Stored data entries

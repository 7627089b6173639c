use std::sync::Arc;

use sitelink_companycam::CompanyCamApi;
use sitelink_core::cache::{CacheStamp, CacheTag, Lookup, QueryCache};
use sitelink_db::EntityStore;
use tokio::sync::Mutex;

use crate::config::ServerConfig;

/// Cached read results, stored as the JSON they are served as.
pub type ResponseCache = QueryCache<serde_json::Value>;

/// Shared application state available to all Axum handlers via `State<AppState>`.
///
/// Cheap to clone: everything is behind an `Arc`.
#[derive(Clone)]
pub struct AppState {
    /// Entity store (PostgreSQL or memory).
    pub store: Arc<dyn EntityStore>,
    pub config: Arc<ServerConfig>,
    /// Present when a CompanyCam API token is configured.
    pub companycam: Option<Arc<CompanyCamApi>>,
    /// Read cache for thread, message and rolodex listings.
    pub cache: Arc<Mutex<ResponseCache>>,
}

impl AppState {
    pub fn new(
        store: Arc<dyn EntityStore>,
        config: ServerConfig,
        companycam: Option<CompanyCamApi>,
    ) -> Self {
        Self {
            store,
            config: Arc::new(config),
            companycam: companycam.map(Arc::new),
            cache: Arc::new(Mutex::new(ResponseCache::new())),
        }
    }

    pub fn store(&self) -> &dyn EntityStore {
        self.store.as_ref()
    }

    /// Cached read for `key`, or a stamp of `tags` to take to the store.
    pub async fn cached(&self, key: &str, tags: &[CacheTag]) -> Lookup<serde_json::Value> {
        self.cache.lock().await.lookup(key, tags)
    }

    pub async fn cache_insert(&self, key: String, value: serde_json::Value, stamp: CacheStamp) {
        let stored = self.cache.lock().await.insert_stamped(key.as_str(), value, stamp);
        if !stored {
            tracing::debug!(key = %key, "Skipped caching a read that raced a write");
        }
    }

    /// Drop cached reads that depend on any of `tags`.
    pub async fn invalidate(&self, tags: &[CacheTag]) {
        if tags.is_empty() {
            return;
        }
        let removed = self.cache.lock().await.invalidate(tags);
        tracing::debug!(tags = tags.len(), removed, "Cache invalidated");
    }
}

§ **Exercise aim**
From the entries above, copy every line containing the word "lock".

§ **Your response**
        self.cache.lock().await.lookup(key, tags)
        let stored = self.cache.lock().await.insert_stamped(key.as_str(), value, stamp);
        let removed = self.cache.lock().await.invalidate(tags);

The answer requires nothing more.